Are there angels?
yourself -- what is
I am uncertain what to say.
Both Buddhists and Vedantists agree that this subtle ‘I’ should be given up if you want liberation, but disagree about the terminology and how belief in this ‘I’ can be annihilated.
Buddhists say: ‘There is no entity at all, no ‘self’ or ‘I’, just a sequence of causatively conditioned psychic and physical processes.’ For the rest they do not talk about an ‘I’. They even disapprove of talking in terms of ‘I’, for instance in a statement like “When we regard the nature of this knowing as being ‘me’ or ‘I’, and hold onto that concept – this is a small view, and it is confused, mistaken.”¹
Nevertheless in Dzogchen, the radical non-dualistic core of Tibetan Buddhism from which the last quote originated, a number of texts have been produced in the past in which the term ‘I’ is used, even with emphasis, to point out the highest principle, as being the ‘majestic creativity of the universe’. In one of the root texts of Dzogchen, the Kunjed Gyalpo, it is stated:
“I, the creativity of the universe, pure and total presence, am the real heart of all spiritual pursuits”; and
“Because all phenomena are none other than me, I, the all-creating
one, am the decisive experience of everything.”²
From texts like these it becomes apparent how comparative the term ‘I’ actually is. The same term that deserves to be disapproved as signifying a mistake, is apparently also used to denote the highest principle.
(—Excerpt from Introduction to: "I” Is A Door: The Essence Of Advaita As Taught By Ramana Maharshi, Atmananda And Nisargadatta Maharaj" by Philip Renard. Scribd.)
I don’t know what to think.
I think I am being watched.
If I were a pessimist I’d take pleasure in the unhealthy state of the country and the unhealthy outgoing incumbent still at the helm.
But I’m not a pessimist.
I’m an unknowing being looking at a set of circumstances, causes, and conditions that suggest an ignorance and spiteful uncertainty at the fate of the 65 days remaining until a new president is inaugurated.
Time to go to war.
Time to disable democracy.
Time to suffer viral illness and die from negligence and inane behavior.
I’m not a pessimist. I’m not. I’m really not.
Thich Nhat Hanh has a breathing gatha that is familiar. “ Breathing in, I know I am breathing in.”
This morning I hear it differently:
This is how we know God — by doing what God is doing.
It is a kind of knowing that doesn’t know, but is, what is God’s present activity.

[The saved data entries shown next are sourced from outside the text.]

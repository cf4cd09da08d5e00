//! Graph file loader
//!
//! Text format (whitespace separated, 0-indexed vertices):
//!
//! ```text
//! n m
//! w_0 w_1 ... w_{n-1}
//! u v w        (m lines)
//! ```
//!
//! Blank lines are ignored. The weights line may be omitted only when
//! `n == 0`. Anything that does not match the declared counts is a
//! `GraphError::Format`: data is never truncated or padded.

use std::path::Path;

use tracing::debug;

use super::{Edge, Graph};
use crate::error::{GraphError, Result};

/// Read and parse a graph file.
///
/// # Errors
/// - `Io` if the file cannot be read
/// - `Format` if the content is malformed (see [`parse_graph`])
pub fn load_graph(path: &Path) -> Result<Graph> {
    let content = std::fs::read_to_string(path)?;
    debug!("Loading graph from {}", path.display());
    parse_graph(&content)
}

fn parse_field<T: std::str::FromStr>(token: &str, line: usize, what: &str) -> Result<T> {
    token
        .parse::<T>()
        .map_err(|_| GraphError::format(line, format!("invalid {} '{}'", what, token)))
}

fn parse_weight(token: &str, line: usize, what: &str) -> Result<f64> {
    let value: f64 = parse_field(token, line, what)?;
    if !value.is_finite() {
        return Err(GraphError::format(
            line,
            format!("{} must be finite, got '{}'", what, token),
        ));
    }
    Ok(value)
}

/// Parse graph text.
///
/// # Errors
/// `Format` when the header is not `n m`, the node-weight count differs from
/// `n`, fewer or more than `m` edge lines are present, an edge line does not
/// have exactly three fields, a vertex index is outside `[0, n)`, or an edge
/// is a self-loop.
pub fn parse_graph(content: &str) -> Result<Graph> {
    // (1-based line number, trimmed text) of every non-blank line
    let mut lines = content
        .lines()
        .enumerate()
        .map(|(i, l)| (i + 1, l.trim()))
        .filter(|(_, l)| !l.is_empty());

    let (header_line, header) = lines
        .next()
        .ok_or_else(|| GraphError::format(1, "missing header line 'n m'"))?;
    let header_fields: Vec<&str> = header.split_whitespace().collect();
    if header_fields.len() != 2 {
        return Err(GraphError::format(
            header_line,
            format!("header must be 'n m', got {} fields", header_fields.len()),
        ));
    }
    let n: usize = parse_field(header_fields[0], header_line, "vertex count")?;
    let m: usize = parse_field(header_fields[1], header_line, "edge count")?;

    let mut last_line = header_line;
    let node_weights: Vec<f64> = if n == 0 {
        Vec::new()
    } else {
        let (weights_line, text) = lines.next().ok_or_else(|| {
            GraphError::format(header_line + 1, format!("missing line of {} node weights", n))
        })?;
        let weights = text
            .split_whitespace()
            .map(|t| parse_weight(t, weights_line, "node weight"))
            .collect::<Result<Vec<f64>>>()?;
        if weights.len() != n {
            return Err(GraphError::format(
                weights_line,
                format!("expected {} node weights, found {}", n, weights.len()),
            ));
        }
        last_line = weights_line;
        weights
    };

    // `m` is untrusted until the edge lines are counted
    let mut edges = Vec::with_capacity(m.min(content.lines().count()));
    for _ in 0..m {
        let (line, text) = lines.next().ok_or_else(|| {
            GraphError::format(
                last_line + 1,
                format!("expected {} edge lines, found {}", m, edges.len()),
            )
        })?;
        last_line = line;

        let fields: Vec<&str> = text.split_whitespace().collect();
        if fields.len() != 3 {
            return Err(GraphError::format(
                line,
                format!("edge line must be 'u v w', got {} fields", fields.len()),
            ));
        }
        let u: usize = parse_field(fields[0], line, "vertex index")?;
        let v: usize = parse_field(fields[1], line, "vertex index")?;
        let weight = parse_weight(fields[2], line, "edge weight")?;

        for endpoint in [u, v] {
            if endpoint >= n {
                return Err(GraphError::format(
                    line,
                    format!("vertex {} out of range [0, {})", endpoint, n),
                ));
            }
        }
        if u == v {
            return Err(GraphError::format(line, format!("self-loop on vertex {}", u)));
        }
        edges.push(Edge::new(u, v, weight));
    }

    if let Some((line, _)) = lines.next() {
        return Err(GraphError::format(
            line,
            format!("more than the declared {} edge lines", m),
        ));
    }

    Graph::new(node_weights, edges)
}

#[cfg(test)]
mod tests {
    use super::*;

    const K4_PENDANT: &str = "5 7
1 1 1 1 1
0 1 1
0 2 1
0 3 1
1 2 1
1 3 1
2 3 1
0 4 1
";

    fn format_line(result: Result<Graph>) -> usize {
        match result {
            Err(GraphError::Format { line, .. }) => line,
            other => panic!("expected format error, got {:?}", other.map(|g| g.num_edges())),
        }
    }

    #[test]
    fn test_parse_valid_graph() {
        let g = parse_graph(K4_PENDANT).unwrap();
        assert_eq!(g.num_nodes(), 5);
        assert_eq!(g.num_edges(), 7);
        assert_eq!(g.edges()[6], Edge::new(0, 4, 1.0));
        assert_eq!(g.node_weights(), &[1.0; 5]);
    }

    #[test]
    fn test_parse_real_weights() {
        let g = parse_graph("3 2\n0.5 2 -1\n0 1 2.5\n1 2 -0.25\n").unwrap();
        assert_eq!(g.node_weights(), &[0.5, 2.0, -1.0]);
        assert_eq!(g.degrees(), &[2.5, 2.25, -0.25]);
    }

    #[test]
    fn test_blank_lines_ignored() {
        let g = parse_graph("\n2 1\n\n3 4\n\n0 1 1\n\n").unwrap();
        assert_eq!(g.num_edges(), 1);
        assert_eq!(g.node_weights(), &[3.0, 4.0]);
    }

    #[test]
    fn test_weight_count_mismatch() {
        assert_eq!(format_line(parse_graph("3 1\n1 1\n0 1 1\n")), 2);
        assert_eq!(format_line(parse_graph("2 1\n1 1 1\n0 1 1\n")), 2);
    }

    #[test]
    fn test_too_few_edge_lines() {
        assert_eq!(format_line(parse_graph("3 3\n1 1 1\n0 1 1\n1 2 1\n")), 5);
    }

    #[test]
    fn test_too_many_edge_lines() {
        assert_eq!(format_line(parse_graph("3 1\n1 1 1\n0 1 1\n1 2 1\n")), 4);
    }

    #[test]
    fn test_vertex_out_of_range() {
        assert_eq!(format_line(parse_graph("3 1\n1 1 1\n0 3 1\n")), 3);
    }

    #[test]
    fn test_negative_vertex_rejected() {
        assert_eq!(format_line(parse_graph("3 1\n1 1 1\n-1 2 1\n")), 3);
    }

    #[test]
    fn test_self_loop_rejected() {
        assert_eq!(format_line(parse_graph("3 1\n1 1 1\n2 2 1\n")), 3);
    }

    #[test]
    fn test_wrong_field_count() {
        assert_eq!(format_line(parse_graph("3 1\n1 1 1\n0 1\n")), 3);
        assert_eq!(format_line(parse_graph("3 1\n1 1 1\n0 1 1 7\n")), 3);
    }

    #[test]
    fn test_bad_header() {
        assert_eq!(format_line(parse_graph("")), 1);
        assert_eq!(format_line(parse_graph("3\n1 1 1\n")), 1);
        assert_eq!(format_line(parse_graph("x 1\n")), 1);
    }

    #[test]
    fn test_non_finite_weight_rejected() {
        assert_eq!(format_line(parse_graph("2 1\n1 1\n0 1 NaN\n")), 3);
        assert_eq!(format_line(parse_graph("2 1\n1 inf\n0 1 1\n")), 2);
    }

    #[test]
    fn test_load_graph_from_file() {
        let dir = tempfile::tempdir().unwrap();
        let path = dir.path().join("graph.txt");
        std::fs::write(&path, K4_PENDANT).unwrap();
        let g = load_graph(&path).unwrap();
        assert_eq!(g.num_edges(), 7);
    }

    #[test]
    fn test_load_missing_file() {
        let result = load_graph(Path::new("/nonexistent/densest/graph.txt"));
        assert!(matches!(result, Err(GraphError::Io(_))));
    }

    mod edge_cases {
        use super::*;

        #[test]
        fn test_empty_graph_without_weight_line() {
            let g = parse_graph("0 0\n").unwrap();
            assert_eq!(g.num_nodes(), 0);
            assert_eq!(g.num_edges(), 0);
        }

        #[test]
        fn test_edgeless_graph() {
            let g = parse_graph("3 0\n1 2 3\n").unwrap();
            assert_eq!(g.num_nodes(), 3);
            assert_eq!(g.num_edges(), 0);
        }

        #[test]
        fn test_huge_declared_edge_count() {
            assert_eq!(
                format_line(parse_graph("2 1000000000000000000\n1 1\n0 1 1\n")),
                4
            );
            assert_eq!(format_line(parse_graph(&format!("2 {}\n1 1\n", usize::MAX))), 3);
        }

        #[test]
        fn test_missing_edges_reported_after_weights_line() {
            assert_eq!(format_line(parse_graph("2 1\n1 1\n")), 3);
        }

        #[test]
        fn test_empty_graph_with_edges_is_out_of_range() {
            assert_eq!(format_line(parse_graph("0 1\n0 1 1\n")), 2);
        }
    }
}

Dirk Vandersloot, the homeopathic doctor, introduced the writings of Ramesh Balsekar to meetingbrook twenty five years ago. We carried The Net of Jewels the year it was published the year we opened the bookshop.
“You have to be there to contemplate the terror of death and your impending absence therewith! Paradoxical, that you must be present first to give rise to the terror of your absence! In fact, the thought of not being here can only be contemplated precisely because you are always here! So death is an idea of absence within your presence!” (--Ramesh Balsekar)
(--from the book Explosion of Love, in The End of Duality, by Gautam Sachdeva, writing about Ramesh Balsekar's death)
It was good to know Dirk (d. 2014) and good to read Ramesh (d. 2009).
As it happens, they were good to have happened.
This world is not what it seems. How shall I live in this troubling and mind boggling existence?
I think of the Kingdom of God as the Really Real (with two capital Rs). That experience of the Really Real—the “Kingdom” experience—is the heart of Jesus’ teaching. It’s Reality with a capital R, the very bottom line, the pattern-that-connects. It’s the goal of all true religion, the experience of the Absolute, the Eternal, what is.
God gives us just enough tastes of God’s realm to believe in it and to want it more than anything. In the parables, Jesus never says the Kingdom is totally now or totally later. It’s always now-and-not-yet. When we live inside the Really Real, we live in a “threshold space” between this world and the next. We learn how to live between heaven and earth, one foot in both worlds, holding them precious together.
We only have the first fruits of the Kingdom in this world, but we experience enough to know that it’s the only thing that will ever satisfy us. Once we have had the truth, half-truths do not satisfy us anymore. In its light, everything else is relative, even our own life.
(—Richard Rohr, Jesus and the Reign of God, Sunday, November 15, 2020)
You and me
This and that
Here and there.
Nor will people say, ‘Here it is,’ or ‘There it is,’ because the kingdom of God is in your midst. (– Luke 17:21)
I can hardly wait to learn to read. ‘Midst’ is middle. The kingdom of God is between you. Or, maybe, ‘within youse.’